Climate change: why balance sheets need to be green

Written by Arnaud Picut Head of Global Risk Practice
Wind farm

The science behind climate change is widely accepted. Given that any warming over 2°C above 1990 levels is expected to have severe impacts, governments have committed to limiting it to 1.5°c. Achieving this means that ambitious economic changes have to be in place by 2030. Businesses are likely to be hit from two sides: by the cost of compliance and also the physical impacts of climate change on their assets and supply chains.

Banks, for their part, will need to apply climate-related “known unknowns” in their balance sheets alongside traditional approaches for managing risk-weighted assets and credit risks. How will they do this? There are already solid foundations available, in the form of published climate mitigation pathways and risk analyses. However, the devil is in the detail. Modeling is complex and needs to account for the fact the cost of dealing with policy change is separate from the cost of addressing the physical impacts of climate change.

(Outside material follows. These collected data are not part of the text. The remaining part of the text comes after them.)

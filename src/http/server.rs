//! HTTP server setup and configuration.
//!
//! # Responsibilities
//! - Create the Axum router with the message handlers
//! - Wire up the middleware pipeline around it
//! - Bind to a listener and serve until shutdown

use axum::{
    body::Body,
    extract::State,
    http::Request,
    middleware::{self, Next},
    response::{IntoResponse, Response},
    routing::get,
    Router,
};
use std::sync::Arc;
use std::time::{Duration, Instant};
use thiserror::Error;
use tokio::net::TcpListener;
use tokio::sync::broadcast;
use tower::ServiceBuilder;
use tower_http::{
    catch_panic::CatchPanicLayer,
    request_id::{PropagateRequestIdLayer, SetRequestIdLayer},
    trace::TraceLayer,
};

use crate::auth::{KeyCache, KeyFetchError, KeySource, RemoteKeySource, TokenValidator};
use crate::config::ServerConfig;
use crate::http::handlers::{self, AppState};
use crate::http::request::{make_request_span, UuidRequestId, X_REQUEST_ID};
use crate::http::response::{panic_response, ApiError};
use crate::lifecycle::shutdown;
use crate::messages::{CannedMessages, MessageService};
use crate::observability::metrics;
use crate::routing::{PathMatcher, ADMIN_PATH, PROTECTED_PATH, PUBLIC_PATH};
use crate::security::access_control::{access_control_middleware, AccessControlState};
use crate::security::cors::{cors_middleware, CorsPolicy};
use crate::security::headers::security_headers_middleware;

/// Failures while assembling the server.
#[derive(Debug, Error)]
pub enum ServerError {
    #[error("key source: {0}")]
    KeySource(#[from] KeyFetchError),

    #[error("invalid CORS origin: {0}")]
    CorsOrigin(#[from] axum::http::header::InvalidHeaderValue),
}

/// HTTP server for the message API.
pub struct HttpServer {
    router: Router,
    config: ServerConfig,
    keys: Arc<KeyCache>,
}

impl HttpServer {
    /// Create a server that fetches signing keys from the configured issuer.
    pub fn new(config: ServerConfig) -> Result<Self, ServerError> {
        let source = Arc::new(RemoteKeySource::new(&config.auth)?);
        Self::with_key_source(config, source)
    }

    /// Create a server with an explicit signing key source.
    pub fn with_key_source(
        config: ServerConfig,
        source: Arc<dyn KeySource>,
    ) -> Result<Self, ServerError> {
        Self::with_parts(config, source, Arc::new(CannedMessages))
    }

    /// Create a server with an explicit key source and message service.
    pub fn with_parts(
        config: ServerConfig,
        source: Arc<dyn KeySource>,
        messages: Arc<dyn MessageService>,
    ) -> Result<Self, ServerError> {
        let ttl = match config.auth.key_cache_ttl_secs {
            0 => None,
            secs => Some(Duration::from_secs(secs)),
        };
        let keys = Arc::new(KeyCache::new(source, ttl).with_min_refetch_interval(
            Duration::from_secs(config.auth.key_refetch_min_interval_secs),
        ));

        let gate = AccessControlState {
            matcher: Arc::new(PathMatcher::messages_api()),
            validator: Arc::new(TokenValidator::new(&config.auth, keys.clone())),
        };
        let cors = Arc::new(CorsPolicy::new(&config.cors)?);

        let router = Self::build_router(&config, gate, cors, AppState { messages });
        Ok(Self {
            router,
            config,
            keys,
        })
    }

    /// Build the Axum router wrapped in the full middleware pipeline.
    ///
    /// The pipeline wraps the whole router rather than individual routes so
    /// that the gate sees unmatched requests and can canonicalize the path
    /// before routing.
    fn build_router(
        config: &ServerConfig,
        gate: AccessControlState,
        cors: Arc<CorsPolicy>,
        state: AppState,
    ) -> Router {
        let endpoints = Router::new()
            .route(PUBLIC_PATH, get(handlers::get_public))
            .route(PROTECTED_PATH, get(handlers::get_protected))
            .route(ADMIN_PATH, get(handlers::get_admin))
            .fallback(handlers::not_found)
            .with_state(state);

        let pipeline = ServiceBuilder::new()
            .layer(middleware::from_fn(security_headers_middleware))
            .layer(CatchPanicLayer::custom(panic_response))
            .layer(SetRequestIdLayer::new(X_REQUEST_ID, UuidRequestId))
            .layer(PropagateRequestIdLayer::new(X_REQUEST_ID))
            .layer(TraceLayer::new_for_http().make_span_with(make_request_span))
            .layer(middleware::from_fn(track_metrics))
            .layer(middleware::from_fn_with_state(
                Duration::from_secs(config.listener.request_timeout_secs),
                enforce_deadline,
            ))
            .layer(middleware::from_fn_with_state(cors, cors_middleware))
            .layer(middleware::from_fn_with_state(gate, access_control_middleware))
            .service(endpoints);

        Router::new().fallback_service(pipeline)
    }

    /// The fully assembled router.
    pub fn router(&self) -> Router {
        self.router.clone()
    }

    /// Run the server until the shutdown receiver fires, then drain
    /// in-flight requests.
    pub async fn run(
        self,
        listener: TcpListener,
        shutdown_rx: broadcast::Receiver<()>,
    ) -> Result<(), std::io::Error> {
        let addr = listener.local_addr()?;
        tracing::info!(
            address = %addr,
            issuer = %self.config.auth.issuer,
            audience = %self.config.auth.audience,
            "HTTP server starting"
        );

        let keys = self.keys.clone();
        tokio::spawn(async move {
            match keys.refresh().await {
                Ok(()) => tracing::info!(keys = keys.len(), "Signing keys loaded"),
                Err(e) => tracing::warn!(error = %e, "Initial signing key fetch failed"),
            }
        });

        axum::serve(listener, self.router)
            .with_graceful_shutdown(shutdown::wait_for(shutdown_rx))
            .await?;

        tracing::info!("HTTP server stopped");
        Ok(())
    }

    pub fn config(&self) -> &ServerConfig {
        &self.config
    }
}

/// Bound the whole downstream pipeline by the request deadline. A request
/// that overruns is answered with an internal error, not a bare 408.
async fn enforce_deadline(
    State(deadline): State<Duration>,
    request: Request<Body>,
    next: Next,
) -> Response {
    match tokio::time::timeout(deadline, next.run(request)).await {
        Ok(response) => response,
        Err(_) => {
            tracing::warn!(deadline = ?deadline, "Request deadline exceeded");
            ApiError::Internal("Request timed out".to_string()).into_response()
        }
    }
}

async fn track_metrics(request: Request<Body>, next: Next) -> Response {
    let start = Instant::now();
    let method = request.method().clone();
    let response = next.run(request).await;
    metrics::record_request(method.as_str(), response.status().as_u16(), start);
    response
}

We advocate a new framework as a start point for banks to “green” their balance sheets. It begins by assessing the sectors most likely to be subject to policy changes, in a three-step process: 1) applying climate-specific impacts to the forward loss curve for each geographic region; 2) correlating industrial sectors to climate-related impacts; and 3) adjusting specific borrower correlations to reflect known and specific adaptation actions. Viewing the problem from the perspectives of economics and capital rather than just greenhouse gas emissions will help banks to capture the entire economic picture of the transition.

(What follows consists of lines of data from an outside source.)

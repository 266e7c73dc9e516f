//! Cross-origin resource sharing policy.
//!
//! # Responsibilities
//! - Answer preflight (`OPTIONS`) requests from the allowed origin
//! - Attach `Access-Control-Allow-Origin` to responses for the allowed origin
//! - Mark every non-preflight response as varying by `Origin` so shared caches
//!   never replay one origin's response to another
//!
//! # Design Decisions
//! - Exactly one configured origin; never a wildcard
//! - Allowed headers, methods and max-age are fixed
//! - Disallowed origins get no CORS headers at all; the browser enforces the denial

use std::sync::Arc;

use axum::{
    body::Body,
    extract::State,
    http::{header, HeaderMap, HeaderValue, Method, Request, StatusCode},
    middleware::Next,
    response::{IntoResponse, Response},
};

use crate::config::CorsConfig;

pub const ALLOWED_HEADERS: &str = "Authorization, Content-Type";
pub const ALLOWED_METHODS: &str = "GET";
pub const MAX_AGE_SECS: u64 = 86_400;

/// Immutable CORS policy built once at startup.
#[derive(Debug, Clone)]
pub struct CorsPolicy {
    allowed_origin: HeaderValue,
}

impl CorsPolicy {
    /// Build the policy. The origin must already have passed config validation.
    pub fn new(config: &CorsConfig) -> Result<Self, axum::http::header::InvalidHeaderValue> {
        Ok(Self {
            allowed_origin: HeaderValue::from_str(config.allowed_origin.trim())?,
        })
    }

    pub fn allowed_origin(&self) -> &HeaderValue {
        &self.allowed_origin
    }

    /// Returns true if the request's `Origin` is the configured origin.
    pub fn is_allowed(&self, headers: &HeaderMap) -> bool {
        headers.get(header::ORIGIN) == Some(&self.allowed_origin)
    }

    /// Response to a preflight from the allowed origin.
    pub fn preflight_response(&self) -> Response {
        let mut response = StatusCode::OK.into_response();
        let headers = response.headers_mut();
        headers.insert(header::ACCESS_CONTROL_ALLOW_ORIGIN, self.allowed_origin.clone());
        headers.insert(
            header::ACCESS_CONTROL_ALLOW_HEADERS,
            HeaderValue::from_static(ALLOWED_HEADERS),
        );
        headers.insert(
            header::ACCESS_CONTROL_ALLOW_METHODS,
            HeaderValue::from_static(ALLOWED_METHODS),
        );
        headers.insert(header::ACCESS_CONTROL_MAX_AGE, HeaderValue::from(MAX_AGE_SECS));
        headers.insert(
            header::VARY,
            HeaderValue::from_static(
                "Origin, Access-Control-Request-Method, Access-Control-Request-Headers",
            ),
        );
        response
    }

    /// Decorate an actual (non-preflight) response for the allowed origin.
    pub fn annotate(&self, response: &mut Response) {
        response
            .headers_mut()
            .insert(header::ACCESS_CONTROL_ALLOW_ORIGIN, self.allowed_origin.clone());
    }
}

fn is_preflight(request: &Request<Body>) -> bool {
    request.method() == Method::OPTIONS && request.headers().contains_key(header::ORIGIN)
}

/// Middleware applying the CORS policy.
pub async fn cors_middleware(
    State(policy): State<Arc<CorsPolicy>>,
    request: Request<Body>,
    next: Next,
) -> Response {
    let allowed = policy.is_allowed(request.headers());

    if is_preflight(&request) {
        if allowed {
            return policy.preflight_response();
        }
        tracing::debug!(
            origin = ?request.headers().get(header::ORIGIN),
            "Preflight from disallowed origin"
        );
        return vary_by_origin(next.run(request).await);
    }

    let mut response = next.run(request).await;
    if allowed {
        policy.annotate(&mut response);
    }
    vary_by_origin(response)
}

fn vary_by_origin(mut response: Response) -> Response {
    response
        .headers_mut()
        .append(header::VARY, HeaderValue::from_static("Origin"));
    response
}
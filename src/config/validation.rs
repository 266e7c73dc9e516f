//! Configuration validation.
//!
//! # Responsibilities
//! - Semantic validation (serde handles syntactic)
//! - Validate URLs, socket addresses and value ranges
//! - Reject origins and algorithms that would weaken the security policy
//!
//! # Design Decisions
//! - Returns all validation errors, not just first
//! - Validation is pure function: ServerConfig → Result<(), Vec<ValidationError>>
//! - Runs before config is accepted into the system

use std::net::SocketAddr;
use std::str::FromStr;

use axum::http::HeaderValue;
use jsonwebtoken::Algorithm;
use thiserror::Error;

use crate::config::schema::ServerConfig;

/// A single semantic problem found in a configuration.
#[derive(Debug, Clone, PartialEq, Eq, Error)]
#[error("{field}: {message}")]
pub struct ValidationError {
    pub field: &'static str,
    pub message: String,
}

impl ValidationError {
    fn new(field: &'static str, message: impl Into<String>) -> Self {
        Self {
            field,
            message: message.into(),
        }
    }
}

/// Validate a configuration, collecting every error.
pub fn validate_config(config: &ServerConfig) -> Result<(), Vec<ValidationError>> {
    let mut errors = Vec::new();

    if config.listener.bind_address.parse::<SocketAddr>().is_err() {
        errors.push(ValidationError::new(
            "listener.bind_address",
            format!("'{}' is not a socket address", config.listener.bind_address),
        ));
    }
    if config.listener.request_timeout_secs == 0 {
        errors.push(ValidationError::new("listener.request_timeout_secs", "must be > 0"));
    }

    let auth = &config.auth;
    if let Err(message) = check_http_url(&auth.issuer) {
        errors.push(ValidationError::new("auth.issuer", message));
    }
    if auth.audience.trim().is_empty() {
        errors.push(ValidationError::new("auth.audience", "must not be empty"));
    }
    if let Some(jwks_uri) = &auth.jwks_uri {
        if let Err(message) = check_http_url(jwks_uri) {
            errors.push(ValidationError::new("auth.jwks_uri", message));
        }
    }
    if auth.algorithms.is_empty() {
        errors.push(ValidationError::new("auth.algorithms", "at least one algorithm is required"));
    }
    for alg in &auth.algorithms {
        match Algorithm::from_str(alg) {
            Ok(Algorithm::HS256 | Algorithm::HS384 | Algorithm::HS512) => {
                errors.push(ValidationError::new(
                    "auth.algorithms",
                    format!("{alg} is symmetric; only public-key algorithms are accepted"),
                ));
            }
            Ok(_) => {}
            Err(_) => {
                errors.push(ValidationError::new(
                    "auth.algorithms",
                    format!("unsupported algorithm '{alg}'"),
                ));
            }
        }
    }
    if auth.key_fetch_timeout_secs == 0 {
        errors.push(ValidationError::new("auth.key_fetch_timeout_secs", "must be > 0"));
    } else if config.listener.request_timeout_secs <= auth.key_fetch_timeout_secs {
        errors.push(ValidationError::new(
            "listener.request_timeout_secs",
            format!(
                "must exceed auth.key_fetch_timeout_secs ({})",
                auth.key_fetch_timeout_secs
            ),
        ));
    }

    let origin = config.cors.allowed_origin.trim();
    if origin.is_empty() {
        errors.push(ValidationError::new("cors.allowed_origin", "must not be empty"));
    } else if origin == "*" {
        errors.push(ValidationError::new(
            "cors.allowed_origin",
            "wildcard origins are not allowed",
        ));
    } else if HeaderValue::from_str(origin).is_err() {
        errors.push(ValidationError::new(
            "cors.allowed_origin",
            "not a valid header value",
        ));
    }

    if config.observability.metrics_enabled
        && config.observability.metrics_address.parse::<SocketAddr>().is_err()
    {
        errors.push(ValidationError::new(
            "observability.metrics_address",
            format!("'{}' is not a socket address", config.observability.metrics_address),
        ));
    }

    if errors.is_empty() {
        Ok(())
    } else {
        Err(errors)
    }
}

fn check_http_url(raw: &str) -> Result<(), String> {
    if raw.trim().is_empty() {
        return Err("must not be empty".to_string());
    }
    let url = url::Url::parse(raw).map_err(|e| format!("'{raw}' is not a URL: {e}"))?;
    match url.scheme() {
        "http" | "https" => Ok(()),
        other => Err(format!("unsupported scheme '{other}'")),
    }
}

#[cfg(test)]
mod tests {
    use super::*;

    fn valid_config() -> ServerConfig {
        let mut config = ServerConfig::default();
        config.auth.issuer = "https://tenant.example.com/".into();
        config.auth.audience = "https://api.example.com".into();
        config.cors.allowed_origin = "http://localhost:4040".into();
        config
    }

    #[test]
    fn test_valid_config_passes() {
        assert!(validate_config(&valid_config()).is_ok());
    }

    #[test]
    fn test_default_config_reports_every_missing_field() {
        let errors = validate_config(&ServerConfig::default()).unwrap_err();
        let fields: Vec<_> = errors.iter().map(|e| e.field).collect();
        assert!(fields.contains(&"auth.issuer"));
        assert!(fields.contains(&"auth.audience"));
        assert!(fields.contains(&"cors.allowed_origin"));
    }

    #[test]
    fn test_rejects_wildcard_origin() {
        let mut config = valid_config();
        config.cors.allowed_origin = "*".into();
        let errors = validate_config(&config).unwrap_err();
        assert_eq!(errors.len(), 1);
        assert_eq!(errors[0].field, "cors.allowed_origin");
    }

    #[test]
    fn test_rejects_symmetric_and_unknown_algorithms() {
        let mut config = valid_config();
        config.auth.algorithms = vec!["HS256".into(), "none".into(), "ES256".into()];
        let errors = validate_config(&config).unwrap_err();
        assert_eq!(errors.len(), 2);
        assert!(errors.iter().all(|e| e.field == "auth.algorithms"));
    }

    #[test]
    fn test_rejects_non_http_issuer() {
        let mut config = valid_config();
        config.auth.issuer = "ftp://tenant.example.com/".into();
        let errors = validate_config(&config).unwrap_err();
        assert_eq!(errors[0].field, "auth.issuer");
    }

    #[test]
    fn test_rejects_bad_bind_address() {
        let mut config = valid_config();
        config.listener.bind_address = "localhost".into();
        let errors = validate_config(&config).unwrap_err();
        assert_eq!(errors[0].field, "listener.bind_address");
    }

    #[test]
    fn test_request_deadline_must_outlast_key_fetch() {
        let mut config = valid_config();
        config.listener.request_timeout_secs = 1;
        config.auth.key_fetch_timeout_secs = 5;
        let errors = validate_config(&config).unwrap_err();
        assert_eq!(errors.len(), 1);
        assert_eq!(errors[0].field, "listener.request_timeout_secs");

        config.listener.request_timeout_secs = 5;
        assert!(validate_config(&config).is_err());

        config.listener.request_timeout_secs = 6;
        assert!(validate_config(&config).is_ok());
    }
}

This approach leads us to a metric that represents balance sheet resiliency to climate risk and mitigation policies, and help firms move towards a position that is compatible with both sustainability and economic viability.

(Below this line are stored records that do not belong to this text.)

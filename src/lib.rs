//! Resource server library: bearer-token protected message API.

pub mod auth;
pub mod config;
pub mod http;
pub mod lifecycle;
pub mod messages;
pub mod observability;
pub mod routing;
pub mod security;

pub use config::schema::ServerConfig;
pub use http::HttpServer;
pub use lifecycle::Shutdown;
//! Resource server.
//!
//! An HTTP API whose protected endpoints only answer requests carrying a
//! bearer token signed by the configured issuer for the configured audience.
//!
//! # Architecture Overview
//!
//! ```text
//!     Client Request
//!     ──────────────▶ security headers ─▶ catch-panic ─▶ request id ─▶ trace
//!                       ─▶ metrics ─▶ timeout ─▶ CORS ─▶ authorization gate
//!                                                             │
//!                              ┌──────────────────────────────┤
//!                              ▼                              ▼
//!                     token validator ◀── key cache ◀── issuer (JWKS)
//!                                                             │
//!     Client Response                                         ▼
//!     ◀───────────────────────────────────────────────── message handlers
//! ```

use std::path::PathBuf;

use clap::Parser;
use tokio::net::TcpListener;

use resource_server::config::load_config;
use resource_server::lifecycle::{trigger_on_signal, Shutdown};
use resource_server::observability::{init_logging, init_metrics};
use resource_server::HttpServer;

#[derive(Parser)]
#[command(name = "resource-server")]
#[command(about = "Bearer-token protected message API", long_about = None)]
struct Cli {
    /// Path to a TOML configuration file
    #[arg(short, long, env = "RESOURCE_SERVER_CONFIG")]
    config: Option<PathBuf>,

    /// Validate the configuration and exit
    #[arg(long)]
    check_config: bool,
}

#[tokio::main]
async fn main() -> Result<(), Box<dyn std::error::Error>> {
    let cli = Cli::parse();

    let config = match load_config(cli.config.as_deref()) {
        Ok(config) => config,
        Err(e) => {
            eprintln!("Invalid configuration: {e}");
            std::process::exit(2);
        }
    };

    if cli.check_config {
        println!("Configuration OK");
        return Ok(());
    }

    init_logging(&config.observability)?;
    tracing::info!("resource-server v{} starting", env!("CARGO_PKG_VERSION"));

    tracing::info!(
        bind_address = %config.listener.bind_address,
        request_timeout_secs = config.listener.request_timeout_secs,
        issuer = %config.auth.issuer,
        "Configuration loaded"
    );

    if config.observability.metrics_enabled {
        match config.observability.metrics_address.parse() {
            Ok(addr) => init_metrics(addr)?,
            Err(_) => tracing::error!(
                metrics_address = %config.observability.metrics_address,
                "Failed to parse metrics address"
            ),
        }
    }

    let listener = TcpListener::bind(&config.listener.bind_address).await?;
    tracing::info!(address = %listener.local_addr()?, "Listening for connections");

    let shutdown = Shutdown::new();
    let server = HttpServer::new(config)?;
    let mut serving = tokio::spawn(server.run(listener, shutdown.subscribe()));

    tokio::select! {
        result = &mut serving => result??,
        _ = trigger_on_signal(&shutdown) => serving.await??,
    }

    tracing::info!("Shutdown complete");
    Ok(())
}
//! Error responses.
//!
//! # Responsibilities
//! - Map terminal outcomes (not-found, unauthorized, internal) to a status code
//! - Render the uniform `{"text": ...}` JSON error body
//! - Turn panics caught in the pipeline into internal errors
//!
//! # Design Decisions
//! - Every error body is built fresh per response
//! - All authentication failures collapse to one wire-visible 401
//! - Internal errors expose only the failure's own message text

use std::any::Any;

use axum::http::{header, HeaderValue, StatusCode};
use axum::response::{IntoResponse, Response};
use axum::Json;
use serde::{Deserialize, Serialize};
use thiserror::Error;

/// The wire-visible error payload.
#[derive(Debug, Clone, PartialEq, Eq, Serialize, Deserialize)]
pub struct ErrorMessage {
    pub text: String,
}

impl ErrorMessage {
    pub fn new(text: impl Into<String>) -> Self {
        Self { text: text.into() }
    }
}

/// Terminal failures of the request pipeline.
#[derive(Debug, Error)]
pub enum ApiError {
    /// No registered endpoint matches the request.
    #[error("Not Found")]
    NotFound,

    /// A protected endpoint was called without an acceptable bearer token.
    /// `token_rejected` is set when a token was presented but failed validation.
    #[error("Requires authentication")]
    Unauthorized { token_rejected: bool },

    /// Unexpected failure in a handler or in infrastructure.
    #[error("{0}")]
    Internal(String),
}

impl ApiError {
    pub fn status(&self) -> StatusCode {
        match self {
            ApiError::NotFound => StatusCode::NOT_FOUND,
            ApiError::Unauthorized { .. } => StatusCode::UNAUTHORIZED,
            ApiError::Internal(_) => StatusCode::INTERNAL_SERVER_ERROR,
        }
    }
}

impl IntoResponse for ApiError {
    fn into_response(self) -> Response {
        let status = self.status();
        let mut response = (status, Json(ErrorMessage::new(self.to_string()))).into_response();

        if let ApiError::Unauthorized { token_rejected } = self {
            let challenge = if token_rejected {
                HeaderValue::from_static("Bearer error=\"invalid_token\"")
            } else {
                HeaderValue::from_static("Bearer")
            };
            response.headers_mut().insert(header::WWW_AUTHENTICATE, challenge);
        }

        response
    }
}

/// Render a panic payload caught by the pipeline as a 500 response.
pub fn panic_response(payload: Box<dyn Any + Send + 'static>) -> Response {
    let message = if let Some(s) = payload.downcast_ref::<String>() {
        s.clone()
    } else if let Some(s) = payload.downcast_ref::<&str>() {
        s.to_string()
    } else {
        "Internal Server Error".to_string()
    };

    tracing::error!(panic = %message, "Request handler panicked");
    ApiError::Internal(message).into_response()
}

We have delved into this vital issue in much more detail in our latest white paper, Climate change: the new risk variable. We also consider use cases and appropriate technology solutions for making a green balance sheet a reality.

Written by

Arnaud Picut

Head of Global Risk Practice

Arnaud Picut heads up the risk management practice at Finastra. He started off as a co-founder of risk management software firm Almonde in 2001 which was subsequently sold in 2006. He has been involved in risk management software ever since, predominately to help international businesses manage...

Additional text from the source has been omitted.